2. Why should these aids work? The bottom line is: It’s physics. However, you do not have to understand the details of physics to comprehend the results. And the result of inside leg to outside rein is uphill and forward energy. The inside hind leg of a horse is the driving (energy) source. The outside rein is the stabilizer (organizer, if you will) of that energy. This technique is what properly compresses the body length, which in turn, controls the balance of a horse appropriate to the level of the horse’s ability. That means this is the same aid that a Training Level horse will need in order to move from his untrained “front-wheel-drive” tendency to a more balanced “four-wheel-drive” tendency and eventually developing into an athlete (over years of building muscle and power) in the quest of becoming a Grand Prix horse.
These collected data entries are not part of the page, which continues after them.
impl ColorSet {
    pub const fn empty() -> Self {
        ColorSet(0)
    }

    /// Every real color (WUBRG), used by "any color" producers
    pub const fn wubrg() -> Self {
        ColorSet(0b1_1111)
    }

    pub fn single(color: Color) -> Self {
        ColorSet(1 << color.index())
    }

    pub fn insert(&mut self, color: Color) {
        self.0 |= 1 << color.index();
    }

    pub fn contains(self, color: Color) -> bool {
        self.0 & (1 << color.index()) != 0
    }

    pub fn is_empty(self) -> bool {
        self.0 == 0
    }

    pub fn len(self) -> usize {
        self.0.count_ones() as usize
    }

    pub fn union(self, other: ColorSet) -> ColorSet {
        ColorSet(self.0 | other.0)
    }

    pub fn intersects(self, other: ColorSet) -> bool {
        self.0 & other.0 != 0
    }

    pub fn iter(self) -> impl Iterator<Item = Color> {
        Color::ALL.into_iter().filter(move |c| self.contains(*c))
    }

    /// The only color in this set, if it has exactly one
    pub fn as_single(self) -> Option<Color> {
        if self.len() == 1 {
            self.iter().next()
        } else {
            None
        }
    }
}

impl FromIterator<Color> for ColorSet {
    fn from_iter<I: IntoIterator<Item = Color>>(iter: I) -> Self {
        let mut set = ColorSet::empty();
        for c in iter {
            set.insert(c);
        }
        set
    }
}

impl fmt::Display for ColorSet {
    fn fmt(&self, f: &mut fmt::Formatter<'_>) -> fmt::Result {
        for c in self.iter() {
            write!(f, "{c}")?;
        }
        Ok(())
    }
}

/// Represents a mana cost (e.g., "{2}{R}{R}" = 2 generic + 2 red)
#[derive(Debug, Clone, Default, PartialEq, Eq, Serialize, Deserialize)]
pub struct ManaCost {
    pub generic: u8,
    pub white: u8,
    pub blue: u8,
    pub black: u8,
    pub red: u8,
    pub green: u8,
    pub colorless: u8,
    /// Hybrid pips such as {R/G}, each payable by any one of its colors
    pub hybrid: SmallVec<[ColorSet; 2]>,
    /// Number of {X} symbols (treated as zero when casting)
    pub x: u8,
}

impl ManaCost {
    pub fn new() -> Self {
        Self::default()
    }

    /// Parse either Scryfall notation ("{1}{U}{U}") or bare notation ("1UU")
    ///
    /// Only the front face of a split cost ("{1}{U} // {3}{B}") is used.
    /// Unknown symbols are ignored rather than rejected.
    pub fn parse(s: &str) -> Self {
        let front = s.split("//").next().unwrap_or("").trim();
        if front.starts_with('{') {
            match braced_symbols(front) {
                Ok((_, symbols)) => {
                    let mut cost = ManaCost::new();
                    for symbol in symbols {
                        cost.add_symbol(symbol);
                    }
                    cost
                }
                Err(_) => ManaCost::new(),
            }
        } else {
            Self::from_string(front)
        }
    }

    /// Parse a bare mana cost string like "2RR" or "1UB"
    pub fn from_string(s: &str) -> Self {
        let mut cost = ManaCost::new();
        let mut generic_str = String::new();

        for c in s.chars() {
            match c {
                '0'..='9' => generic_str.push(c),
                'X' | 'x' => cost.x += 1,
                _ => {
                    if let Some(color) = Color::from_symbol(c) {
                        cost.add_pip(color);
                    }
                }
            }
        }

        if !generic_str.is_empty() {
            cost.generic = generic_str.parse().unwrap_or(0);
        }

        cost
    }

    fn add_symbol(&mut self, symbol: &str) {
        let symbol = symbol.trim().to_ascii_uppercase();
        if let Ok(n) = symbol.parse::<u8>() {
            self.generic = self.generic.saturating_add(n);
            return;
        }
        if symbol == "X" || symbol == "Y" || symbol == "Z" {
            self.x += 1;
            return;
        }
        if let Some((left, right)) = symbol.split_once('/') {
            let left_color = left.chars().next().and_then(Color::from_symbol);
            let right_color = right.chars().next().and_then(Color::from_symbol);
            match (left, right) {
                // Two-brid {2/W} and phyrexian {G/P} are paid with their color
                ("2", _) => {
                    if let Some(c) = right_color {
                        self.add_pip(c);
                    }
                }
                (_, "P") => {
                    if let Some(c) = left_color {
                        self.add_pip(c);
                    }
                }
                _ => {
                    if let (Some(a), Some(b)) = (left_color, right_color) {
                        self.hybrid.push([a, b].into_iter().collect());
                    }
                }
            }
            return;
        }
        if let Some(color) = symbol.chars().next().and_then(Color::from_symbol) {
            if symbol.len() == 1 {
                self.add_pip(color);
            }
        }
    }

    fn add_pip(&mut self, color: Color) {
        let slot = match color {
            Color::White => &mut self.white,
            Color::Blue => &mut self.blue,
            Color::Black => &mut self.black,
            Color::Red => &mut self.red,
            Color::Green => &mut self.green,
            Color::Colorless => &mut self.colorless,
        };
        *slot = slot.saturating_add(1);
    }

    /// Colored requirement for one color
    pub fn pips(&self, color: Color) -> u8 {
        match color {
            Color::White => self.white,
            Color::Blue => self.blue,
            Color::Black => self.black,
            Color::Red => self.red,
            Color::Green => self.green,
            Color::Colorless => self.colorless,
        }
    }

    /// Total converted mana cost (X counts as zero)
    pub fn cmc(&self) -> u8 {
        self.generic
            .saturating_add(self.white)
            .saturating_add(self.blue)
            .saturating_add(self.black)
            .saturating_add(self.red)
            .saturating_add(self.green)
            .saturating_add(self.colorless)
            .saturating_add(self.hybrid.len() as u8)
    }

    /// Colors this cost demands (including hybrid options)
    pub fn colors(&self) -> ColorSet {
        let mut set: ColorSet = Color::ALL[..5]
            .iter()
            .copied()
            .filter(|c| self.pips(*c) > 0)
            .collect();
        for h in &self.hybrid {
            set = set.union(*h);
        }
        set
    }
}

fn braced_symbols(input: &str) -> IResult<&str, Vec<&str>> {
    many0(delimited(char('{'), take_while1(|c: char| c != '}'), char('}')))(input)
}

impl fmt::Display for ManaCost {
    fn fmt(&self, f: &mut fmt::Formatter<'_>) -> fmt::Result {
        for _ in 0..self.x {
            write!(f, "{{X}}")?;
        }
        if self.generic > 0 || self.cmc() == 0 {
            write!(f, "{{{}}}", self.generic)?;
        }
        for color in Color::ALL {
            for _ in 0..self.pips(color) {
                write!(f, "{{{color}}}")?;
            }
        }
        for h in &self.hybrid {
            let parts: Vec<String> = h.iter().map(|c| c.to_string()).collect();
            write!(f, "{{{}}}", parts.join("/"))?;
        }
        Ok(())
    }
}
3. What exercises can I use to get the correct feel for inside-leg-to-outside-rein aiding? The best exercise to help you achieve the proper feel is a leg yield. Once again, I must emphasize that it is not just going through the motions of haphazardly moving sideways and thinking you are accomplishing something. Leg yielding is a methodical movement that promotes straightness and throughness, which in turn promote balance. You should leg yield at the walk, with the help of your instructor, in either straight lines or around a large circle. It is not only the sideways yielding, but also the forward into the bit that will lift your horse’s balance. This is why, if you’ve never felt this before, it is essential you work with an instructor or ground person who has. Once you get this connection, you can go into the trot. Then ask more with the driving (inside leg) aids into the straightening, stabilizing aid (outside rein).
Attaining the balance, energy and organization (the inside-leg-to-outside-rein concept) ignites our endorphins, giving us cause to continue the passionate pursuit of dressage excellence.
Fran (Dearing) Kehr is a USEF “S” dressage judge. She has been successfully competing Accentuate, a 10-year-old KWPN gelding, through Intermediaire I. Based in Magnolia, Texas, she is the owner and trainer of Windy Knoll Farm.